KNOWNS AND UNKNOWNS ABOUT CAM USE
Prevalence estimates for CAM use range from 30 percent to 62 percent of U.S. adults, depending on the definition of CAM. Women are more likely than men to seek CAM therapies, use appears to increase as education level increases, and there are varying patterns of use by race. Adults who undergo CAM therapies usually draw on more than one type, and they tend to do so in combination with conventional medical care—though a majority do not disclose the CAM use to their physicians, thereby incurring the risk, for example, of potential interactions between prescription drugs and CAM-related herbs. Studies of specific illnesses have documented the popularity of CAM for health problems that lack definitive cures, have unpredictable courses and prognoses, and are associated with substantial pain, discomfort, or medicinal side effects.
Existing surveys tell us little, however, about how CAM treatment is initiated (Does the patient unilaterally decide to use a therapy? Does a CAM or a conventional provider recommend the therapy?), and we have scant data about how the American public makes decisions about accessing CAM options. While there is an extensive literature on adherence to conventional treatment, there are virtually no data available on adherence to CAM treatment.
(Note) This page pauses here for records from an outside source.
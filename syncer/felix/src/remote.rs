use crate::processors;
use calico_syncer_core::{
    k8s::{
        self, kinds,
        projectcalico::{cidr_to_name, IpamBlockSpec},
        OverlayRoutingMode, RemoteClusterConfiguration,
    },
    AllocationBlock, CalicoApiConfig, KVPair, Key, ListOptions, Resource, ResourceKey, Update,
    Value,
};
use calico_syncer_remote::RemoteClusterInterface;
use calico_syncer_watch::ResourceType;
use tracing::trace;

const NODE_ATTRIBUTE: &str = "node";

/// Federates the endpoints and profiles of remote clusters into Felix's view.
///
/// Data that Felix can treat like local data keeps its key type, with the
/// host or profile name prefixed by the cluster name. Data that must not be
/// merged with local data, such as IP pools and IPAM blocks, is wrapped in a
/// `RemoteClusterResource` key. Wireguard data is never federated.
#[derive(Copy, Clone, Debug, Default)]
pub struct FelixRemoteClusterProcessor;

impl RemoteClusterInterface for FelixRemoteClusterProcessor {
    fn get_calico_api_config(&self, rcc: &RemoteClusterConfiguration) -> Option<CalicoApiConfig> {
        crate::calico_api_config(rcc)
    }

    fn create_resource_types(&self, overlay_routing: OverlayRoutingMode) -> Vec<ResourceType> {
        let mut resource_types = vec![
            ResourceType::new(ListOptions::resource(kinds::WORKLOAD_ENDPOINT))
                .with_processor(processors::workload_endpoint()),
            ResourceType::new(ListOptions::resource(kinds::HOST_ENDPOINT))
                .with_processor(processors::host_endpoint()),
            ResourceType::new(ListOptions::resource(kinds::PROFILE))
                .with_processor(processors::profile()),
        ];
        if overlay_routing == OverlayRoutingMode::Enabled {
            resource_types.extend([
                ResourceType::new(ListOptions::resource(kinds::NODE))
                    .with_processor(processors::node()),
                // Pools and blocks are relayed as they are so that they never
                // overlap with local ones.
                ResourceType::new(ListOptions::resource(kinds::IP_POOL)),
                ResourceType::new(ListOptions::Blocks),
            ]);
        }
        resource_types
    }

    fn convert_updates(&self, cluster: &str, updates: Vec<Update>) -> Vec<Update> {
        updates
            .into_iter()
            .filter_map(|update| convert(cluster, update))
            .collect()
    }
}

/// Rewrites a single update from a remote cluster, or drops it.
///
/// # Panics
///
/// If the update carries a key that a remote syncer never produces.
fn convert(cluster: &str, update: Update) -> Option<Update> {
    let Update { kv, update_type } = update;
    let KVPair {
        key,
        value,
        revision,
        ttl,
    } = kv;
    let prefix = |name: String| format!("{cluster}/{name}");

    let (key, value) = match key {
        Key::HostEndpoint {
            hostname,
            endpoint_id,
        } => {
            let value = value.map(|v| match v {
                Value::HostEndpoint(mut hep) => {
                    hep.profile_ids = hep.profile_ids.into_iter().map(prefix).collect();
                    Value::HostEndpoint(hep)
                }
                v => v,
            });
            let key = Key::HostEndpoint {
                hostname: prefix(hostname),
                endpoint_id,
            };
            (key, value)
        }

        Key::WorkloadEndpoint {
            hostname,
            orchestrator_id,
            workload_id,
            endpoint_id,
        } => {
            let value = value.map(|v| match v {
                Value::WorkloadEndpoint(mut wep) => {
                    wep.profile_ids = wep.profile_ids.into_iter().map(prefix).collect();
                    Value::WorkloadEndpoint(wep)
                }
                v => v,
            });
            let key = Key::WorkloadEndpoint {
                hostname: prefix(hostname),
                orchestrator_id,
                workload_id,
                endpoint_id,
            };
            (key, value)
        }

        Key::ProfileRules { name } => {
            // Policy is never federated.
            let value = value.map(|v| match v {
                Value::ProfileRules(_) => Value::ProfileRules(Default::default()),
                v => v,
            });
            (Key::ProfileRules { name: prefix(name) }, value)
        }

        Key::ProfileLabels { name } => (Key::ProfileLabels { name: prefix(name) }, value),

        Key::HostIp { hostname } => (
            Key::HostIp {
                hostname: prefix(hostname),
            },
            value,
        ),

        Key::HostConfig { hostname, name } => (
            Key::HostConfig {
                hostname: prefix(hostname),
                name,
            },
            value,
        ),

        Key::Wireguard { node_name } => {
            trace!(%node_name, "Not federating wireguard data");
            return None;
        }

        Key::Resource(resource) => convert_resource(cluster, resource, value),

        Key::Block { cidr } => {
            let name = cidr_to_name(&cidr.to_string());
            let key = Key::RemoteClusterResource {
                cluster: cluster.to_string(),
                resource: ResourceKey::new(kinds::IPAM_BLOCK, &name),
            };
            let value = value.map(|v| match v {
                Value::Block(block) => Value::Resource(remote_block(cluster, &name, block).into()),
                v => v,
            });
            (key, value)
        }

        key @ (Key::RemoteClusterResource { .. } | Key::RemoteClusterStatus { .. }) => {
            panic!("unexpected key from remote cluster {cluster}: {key}")
        }
    };

    Some(Update::new(
        KVPair {
            key,
            value,
            revision,
            ttl,
        },
        update_type,
    ))
}

fn convert_resource(
    cluster: &str,
    mut resource: ResourceKey,
    value: Option<Value>,
) -> (Key, Option<Value>) {
    match resource.kind.as_str() {
        // Profiles carry the labels that endpoints inherit, but not their
        // rules.
        kinds::PROFILE => {
            resource.name = format!("{cluster}/{}", resource.name);
            let value = value.map(|v| match v {
                Value::Resource(Resource::Profile(mut profile)) => {
                    profile.spec.ingress.clear();
                    profile.spec.egress.clear();
                    Value::Resource(Resource::Profile(profile))
                }
                v => v,
            });
            (Key::Resource(resource), value)
        }

        kinds::NODE => {
            resource.name = format!("{cluster}/{}", resource.name);
            let value = value.map(|v| match v {
                Value::Resource(Resource::Node(mut node)) => {
                    node.spec.wireguard = None;
                    if let Some(status) = node.status.as_mut() {
                        status.wireguard_public_key.clear();
                        status.wireguard_public_key_v6.clear();
                    }
                    Value::Resource(Resource::Node(node))
                }
                v => v,
            });
            (Key::Resource(resource), value)
        }

        kinds::IP_POOL => {
            let key = Key::RemoteClusterResource {
                cluster: cluster.to_string(),
                resource,
            };
            (key, value)
        }

        kind => panic!("unexpected {kind} resource from remote cluster {cluster}"),
    }
}

/// Converts a v1 allocation block into a v3 `IPAMBlock` whose node
/// references name the remote cluster.
fn remote_block(cluster: &str, name: &str, block: AllocationBlock) -> k8s::IpamBlock {
    let AllocationBlock {
        cidr,
        affinity,
        allocations,
        unallocated,
        mut attributes,
        deleted,
    } = block;

    let affinity = affinity.map(|affinity| {
        let host = affinity.strip_prefix("host:").unwrap_or(&affinity);
        format!("host:{cluster}/{host}")
    });
    for attribute in &mut attributes {
        if let Some(node) = attribute.secondary.get_mut(NODE_ATTRIBUTE) {
            *node = format!("{cluster}/{node}");
        }
    }

    k8s::IpamBlock::new(
        name,
        IpamBlockSpec {
            cidr: cidr.to_string(),
            affinity,
            allocations,
            unallocated,
            attributes,
            deleted,
        },
    )
}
This is an important issue given that any therapy, even if efficacious, may place users at risk of harm, or cause them to experience little or no effect, when used in the wrong way. Similarly, we have virtually no information about the extent to which the use of a CAM therapy may interfere with compliance in the use of conventional therapies, how people’s self-administration of CAM therapies changes over time, and the factors that influence such change.
Moreover, there is little research on the public’s perceptions of information as alternatively credible, marginal, or spurious; how people understand such information in terms of risks and benefits; and what they expect their providers to tell them. Because the few small studies that have occurred suggest that considerable misinformation is dispensed by vendors and on the Web, a closer monitoring of Websites, enhanced enforcement of the Dietary Supplement Health and Education Act as well as of Federal Trade Commission regulations, and the creation of a user-friendly authoritative Website on CAM modalities are needed.
As a means of remedying the dearth of information noted above, the committee recommends that the National Institutes of Health and other
public or private agencies sponsor quantitative and qualitative research to examine:
The social and cultural dimensions of illness experiences, health care-seeking processes and preferences, and practitioner-patient interactions;
How often users of CAM, including patients and providers, adhere to treatment instructions and guidelines;
The effects of CAM on wellness and disease-prevention;
How the American public accesses and evaluates information about CAM modalities;
Adverse events associated with CAM therapies and interactions between CAM and conventional treatments.
Further, the committee recommends that the National Library of Medicine and other federal agencies develop criteria to assess the quality and reliability of information about CAM.
We are in the midst of an exciting time of discovery, when evidence-based approaches to health bring opportunities for incorporating the best from all sources of care, be they conventional medicine or CAM. Our challenge is to keep an open mind and to regard each treatment possibility with an appropriate degree of skepticism. Only then will we be able to ensure that we are making informed and reasoned decisions.